== Records shown ==
####

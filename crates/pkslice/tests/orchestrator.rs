mod common;

use anyhow::Result;
use chrono::NaiveDate;
use common::MemoryTable;
use pkslice::{generate_slice_sql, Dialect, SliceError, SliceMetrics, SliceRun, TableName};
use pkslice_plan::{KeySchema, KeyTuple, KeyValue};

fn ids(range: std::ops::RangeInclusive<i64>) -> Vec<KeyTuple> {
    range.map(|id| vec![KeyValue::Integer(id)]).collect()
}

/// Oracle-style catalog: unquoted names come back upper-cased.
fn upper_case_table(key_columns: &[&str], rows: Vec<KeyTuple>) -> MemoryTable {
    MemoryTable::new(key_columns, rows).with_dialect(Dialect::Oracle)
}

fn date(d: u32) -> KeyValue {
    KeyValue::Date(NaiveDate::from_ymd_opt(2024, 1, d).expect("valid date"))
}

async fn slice(table: &MemoryTable, name: &str, slices: u32) -> Result<SliceRun, SliceError> {
    let metrics = SliceMetrics::default();
    generate_slice_sql(table, &TableName::parse(name), slices, &metrics).await
}

fn assert_exact_cover(run: &SliceRun, rows: &[KeyTuple]) {
    let schema: &KeySchema = &run.key;
    for row in rows {
        let hits = run
            .predicates
            .iter()
            .filter(|p| p.matches(schema, row))
            .count();
        assert_eq!(hits, 1, "row {row:?} matched {hits} slices");
    }
    for statement in &run.statements {
        assert!(!statement.contains(" OR "), "OR in {statement}");
        assert!(!statement.contains("UNION"), "UNION in {statement}");
    }
}

#[tokio::test]
async fn single_numeric_key_thirty_rows_three_slices() -> Result<()> {
    let table = upper_case_table(&["ID"], ids(1..=30));
    let run = slice(&table, "t", 3).await?;
    assert_eq!(
        run.statements,
        vec![
            "SELECT * FROM t WHERE ID >= 1 AND ID < 11;",
            "SELECT * FROM t WHERE ID >= 11 AND ID < 21;",
            "SELECT * FROM t WHERE ID >= 21 AND ID <= 30;",
        ]
    );
    assert_eq!(table.requested_ranks(), vec![vec![1, 11, 21, 30]]);
    assert_exact_cover(&run, table.rows());
    Ok(())
}

#[tokio::test]
async fn date_and_id_key_mixes_same_date_and_middle_bands() -> Result<()> {
    let rows = (1..=3)
        .flat_map(|d| (1..=10).map(move |id| vec![date(d), KeyValue::Integer(id)]))
        .collect::<Vec<_>>();
    let table = upper_case_table(&["DT", "ID"], rows.clone());
    let run = slice(&table, "sales.t", 4).await?;

    assert_eq!(table.requested_ranks(), vec![vec![1, 9, 17, 25, 30]]);
    assert_eq!(
        run.statements,
        vec![
            "SELECT * FROM sales.t WHERE DT = DATE '2024-01-01' AND ID >= 1 AND ID < 9;",
            "SELECT * FROM sales.t WHERE DT = DATE '2024-01-01' AND ID >= 9;",
            "SELECT * FROM sales.t WHERE DT > DATE '2024-01-01' AND DT < DATE '2024-01-02';",
            "SELECT * FROM sales.t WHERE DT = DATE '2024-01-02' AND ID < 7;",
            "SELECT * FROM sales.t WHERE DT = DATE '2024-01-02' AND ID >= 7;",
            "SELECT * FROM sales.t WHERE DT > DATE '2024-01-02' AND DT < DATE '2024-01-03';",
            "SELECT * FROM sales.t WHERE DT = DATE '2024-01-03' AND ID < 5;",
            "SELECT * FROM sales.t WHERE DT = DATE '2024-01-03' AND ID >= 5 AND ID <= 10;",
        ]
    );
    assert_exact_cover(&run, &rows);
    Ok(())
}

#[tokio::test]
async fn empty_table_yields_no_statements() -> Result<()> {
    let table = upper_case_table(&["ID"], Vec::new());
    let metrics = SliceMetrics::default();
    let run = generate_slice_sql(&table, &TableName::parse("t"), 8, &metrics).await?;
    assert!(run.statements.is_empty());
    assert!(run.boundaries.is_empty());
    assert!(table.requested_ranks().is_empty());
    let snap = metrics.snapshot();
    assert_eq!(snap.empty_tables, 1);
    assert_eq!(snap.sample_queries, 0);
    assert_eq!(snap.runs, 1);
    Ok(())
}

#[tokio::test]
async fn more_slices_than_keys_collapses_to_distinct_keys() -> Result<()> {
    let table = upper_case_table(&["ID"], ids(1..=5));
    let run = slice(&table, "t", 20).await?;
    assert_eq!(table.requested_ranks(), vec![vec![1, 2, 3, 4, 5]]);
    assert_eq!(run.statements.len(), 4);
    assert_eq!(
        run.statements.last().map(String::as_str),
        Some("SELECT * FROM t WHERE ID >= 4 AND ID <= 5;")
    );
    assert_exact_cover(&run, table.rows());
    Ok(())
}

#[tokio::test]
async fn three_column_key_with_differing_leading_column() -> Result<()> {
    let int = |v: &[i64]| v.iter().copied().map(KeyValue::Integer).collect::<KeyTuple>();
    let rows = vec![int(&[1, 2, 3]), int(&[2, 0, 0]), int(&[4, 5, 5])];
    let table = MemoryTable::new(&["a", "b", "c"], rows.clone());
    let run = slice(&table, "t", 1).await?;

    assert_eq!(table.requested_ranks(), vec![vec![1, 3]]);
    let wheres = run.predicates.iter().map(ToString::to_string).collect::<Vec<_>>();
    assert_eq!(
        wheres,
        vec![
            "a = 1 AND b = 2 AND c >= 3",
            "a = 1 AND b > 2",
            "a > 1 AND a < 4",
            "a = 4 AND b < 5",
            "a = 4 AND b = 5 AND c <= 5",
        ]
    );
    assert_exact_cover(&run, &rows);
    Ok(())
}

#[tokio::test]
async fn single_row_table_gets_one_closed_slice() -> Result<()> {
    let table = upper_case_table(&["ID"], ids(7..=7));
    let run = slice(&table, "t", 8).await?;
    assert_eq!(run.statements, vec!["SELECT * FROM t WHERE ID >= 7 AND ID <= 7;"]);
    Ok(())
}

#[tokio::test]
async fn text_keys_are_quoted_and_escaped() -> Result<()> {
    let rows = ["alpha", "o'brien", "zulu"]
        .iter()
        .map(|s| vec![KeyValue::from(*s)])
        .collect::<Vec<_>>();
    let table = MemoryTable::new(&["name"], rows);
    let run = slice(&table, "t", 3).await?;
    assert_eq!(
        run.statements,
        vec![
            "SELECT * FROM t WHERE name >= 'alpha' AND name < 'o''brien';",
            "SELECT * FROM t WHERE name >= 'o''brien' AND name <= 'zulu';",
        ]
    );
    Ok(())
}

#[tokio::test]
async fn mixed_case_postgres_key_is_quoted_everywhere() -> Result<()> {
    let table = MemoryTable::new(&["OrderId"], ids(1..=4));
    let run = slice(&table, "t", 1).await?;
    assert_eq!(
        run.statements,
        vec![r#"SELECT * FROM t WHERE "OrderId" >= 1 AND "OrderId" <= 4;"#]
    );
    assert_eq!(table.sampled_column_lists(), vec![r#""OrderId""#.to_string()]);
    assert_exact_cover(&run, table.rows());
    Ok(())
}

#[tokio::test]
async fn lower_case_postgres_key_stays_bare() -> Result<()> {
    let table = MemoryTable::new(&["order_id"], ids(1..=4));
    let run = slice(&table, "t", 1).await?;
    assert_eq!(
        run.statements,
        vec!["SELECT * FROM t WHERE order_id >= 1 AND order_id <= 4;"]
    );
    Ok(())
}

#[tokio::test]
async fn missing_primary_key_is_schema_error() {
    let table = MemoryTable::without_key(ids(1..=3));
    let err = slice(&table, "s.t", 4).await.expect_err("no primary key");
    assert!(matches!(err, SliceError::PrimaryKeyNotFound(ref name) if name == "s.t"));
    assert!(err.is_schema());
    assert!(table.requested_ranks().is_empty());
}

#[tokio::test]
async fn zero_slices_is_rejected() {
    let table = upper_case_table(&["ID"], ids(1..=3));
    let err = slice(&table, "t", 0).await.expect_err("zero slices");
    assert!(matches!(err, SliceError::InvalidSliceCount));
    assert!(err.is_configuration());
}

#[tokio::test]
async fn repeated_runs_are_identical() -> Result<()> {
    let table = upper_case_table(&["ID"], ids(1..=97));
    let first = slice(&table, "t", 7).await?;
    let second = slice(&table, "t", 7).await?;
    assert_eq!(first.statements, second.statements);
    assert_exact_cover(&first, table.rows());
    Ok(())
}

#[tokio::test]
async fn samples_at_most_slices_plus_one_rows() -> Result<()> {
    let table = upper_case_table(&["ID"], ids(1..=1000));
    let metrics = SliceMetrics::default();
    let run = generate_slice_sql(&table, &TableName::parse("t"), 6, &metrics).await?;
    let snap = metrics.snapshot();
    assert!(snap.rows_sampled <= 7);
    assert_eq!(snap.rows_counted, 1000);
    assert_eq!(snap.catalog_queries, 1);
    assert_eq!(snap.predicates, run.statements.len() as u64);
    assert_eq!(run.statements.len(), 6);
    Ok(())
}

#[tokio::test]
async fn profile_line_and_report_describe_the_run() -> Result<()> {
    let table = upper_case_table(&["ID"], ids(1..=30));
    let run = slice(&table, "t", 3).await?;

    let line = run.profile_line();
    assert!(line.starts_with("[profile] pk_cols=[ID], fetch="), "{line}");
    assert!(line.ends_with("boundaries=4, sqls=3"), "{line}");

    let report = serde_json::to_value(run.report())?;
    assert_eq!(report["table"], "t");
    assert_eq!(report["key_columns"], serde_json::json!(["ID"]));
    assert_eq!(report["boundaries"][3], serde_json::json!(["30"]));
    assert_eq!(report["statements"].as_array().map(Vec::len), Some(3));
    Ok(())
}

####

== Problem to work on ==
Lines in the records above that carry the word "SliceError" are to be located and copied.

== Finished task ==
use pkslice::{generate_slice_sql, Dialect, SliceError, SliceMetrics, SliceRun, TableName};
async fn slice(table: &MemoryTable, name: &str, slices: u32) -> Result<SliceRun, SliceError> {
    assert!(matches!(err, SliceError::PrimaryKeyNotFound(ref name) if name == "s.t"));
    assert!(matches!(err, SliceError::InvalidSliceCount));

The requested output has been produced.